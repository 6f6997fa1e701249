//! The filter AST: one closed family of conditions per entity.
//!
//! A condition is either a combinator (`allOf`/`anyOf`) over conditions of the
//! same family or a leaf tying one attribute to one operator family. Leaves are
//! externally tagged by attribute name:
//!
//! ```json
//! {"allOf": [
//!     {"tag": {"operator": "is", "value": "fiction"}},
//!     {"readStatus": {"operator": "isNot", "value": "READ"}}
//! ]}
//! ```
//!
//! Compilers match these enums without a catch-all arm, so a new leaf cannot
//! be added without every compiler handling it.

use serde::{Deserialize, Serialize};

use super::operator::{BooleanOp, DateOp, Equality, Numeric, NumericNullable, StringOp};
use crate::types::{
    CollectionId, LibraryId, MediaProfile, MediaStatus, PosterType, ReadListId, ReadStatus,
    SeriesId, SeriesStatus,
};

/// Match against the credited authors of a book or series.
///
/// Both criteria are optional. When both are absent the match is a no-op.
#[derive(Debug, Clone, Default, PartialEq, Eq, Serialize, Deserialize)]
pub struct AuthorMatch {
    #[serde(default)]
    pub name: Option<String>,
    #[serde(default)]
    pub role: Option<String>,
}

impl AuthorMatch {
    #[must_use]
    pub fn name(name: impl Into<String>) -> Self {
        Self {
            name: Some(name.into()),
            role: None,
        }
    }

    #[must_use]
    pub fn new(name: impl Into<String>, role: impl Into<String>) -> Self {
        Self {
            name: Some(name.into()),
            role: Some(role.into()),
        }
    }

    #[must_use]
    pub const fn is_empty(&self) -> bool {
        self.name.is_none() && self.role.is_none()
    }
}

/// Match against the thumbnails of a book.
///
/// Both criteria are optional. When both are absent the match is a no-op.
#[derive(Debug, Clone, Copy, Default, PartialEq, Eq, Serialize, Deserialize)]
pub struct PosterMatch {
    #[serde(default, rename = "type")]
    pub kind: Option<PosterType>,
    #[serde(default)]
    pub selected: Option<bool>,
}

impl PosterMatch {
    #[must_use]
    pub const fn is_empty(&self) -> bool {
        self.kind.is_none() && self.selected.is_none()
    }
}

/// Filter over books.
#[derive(Debug, Clone, PartialEq, Serialize, Deserialize)]
#[serde(rename_all = "camelCase")]
pub enum BookCondition {
    AllOf(Vec<Self>),
    AnyOf(Vec<Self>),
    LibraryId(Equality<LibraryId>),
    SeriesId(Equality<SeriesId>),
    ReadListId(Equality<ReadListId>),
    Title(StringOp),
    Deleted(BooleanOp),
    ReleaseDate(DateOp),
    NumberSort(Numeric<f32>),
    Tag(Equality<String>),
    ReadStatus(Equality<ReadStatus>),
    MediaStatus(Equality<MediaStatus>),
    MediaProfile(Equality<MediaProfile>),
    Author(Equality<AuthorMatch>),
    OneShot(BooleanOp),
    Poster(Equality<PosterMatch>),
}

/// Filter over series.
#[derive(Debug, Clone, PartialEq, Serialize, Deserialize)]
#[serde(rename_all = "camelCase")]
pub enum SeriesCondition {
    AllOf(Vec<Self>),
    AnyOf(Vec<Self>),
    LibraryId(Equality<LibraryId>),
    CollectionId(Equality<CollectionId>),
    Deleted(BooleanOp),
    Complete(BooleanOp),
    OneShot(BooleanOp),
    Title(StringOp),
    TitleSort(StringOp),
    ReleaseDate(DateOp),
    ReadStatus(Equality<ReadStatus>),
    SeriesStatus(Equality<SeriesStatus>),
    AgeRating(NumericNullable<i32>),
    Language(Equality<String>),
    Publisher(Equality<String>),
    Genre(Equality<String>),
    Tag(Equality<String>),
    SharingLabel(Equality<String>),
    Author(Equality<AuthorMatch>),
}

/// Tree shape shared by both condition families.
pub trait ConditionTree: Sized {
    /// The children of a combinator, `None` for a leaf.
    fn children(&self) -> Option<&[Self]>;
}

impl ConditionTree for BookCondition {
    fn children(&self) -> Option<&[Self]> {
        match self {
            Self::AllOf(children) | Self::AnyOf(children) => Some(children),
            _ => None,
        }
    }
}

impl ConditionTree for SeriesCondition {
    fn children(&self) -> Option<&[Self]> {
        match self {
            Self::AllOf(children) | Self::AnyOf(children) => Some(children),
            _ => None,
        }
    }
}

-- -- --

> [Work task]
The answer must be every line of the listing that holds the word "MediaStatus".

> [Result of this task]
    CollectionId, LibraryId, MediaProfile, MediaStatus, PosterType, ReadListId, ReadStatus,
    MediaStatus(Equality<MediaStatus>),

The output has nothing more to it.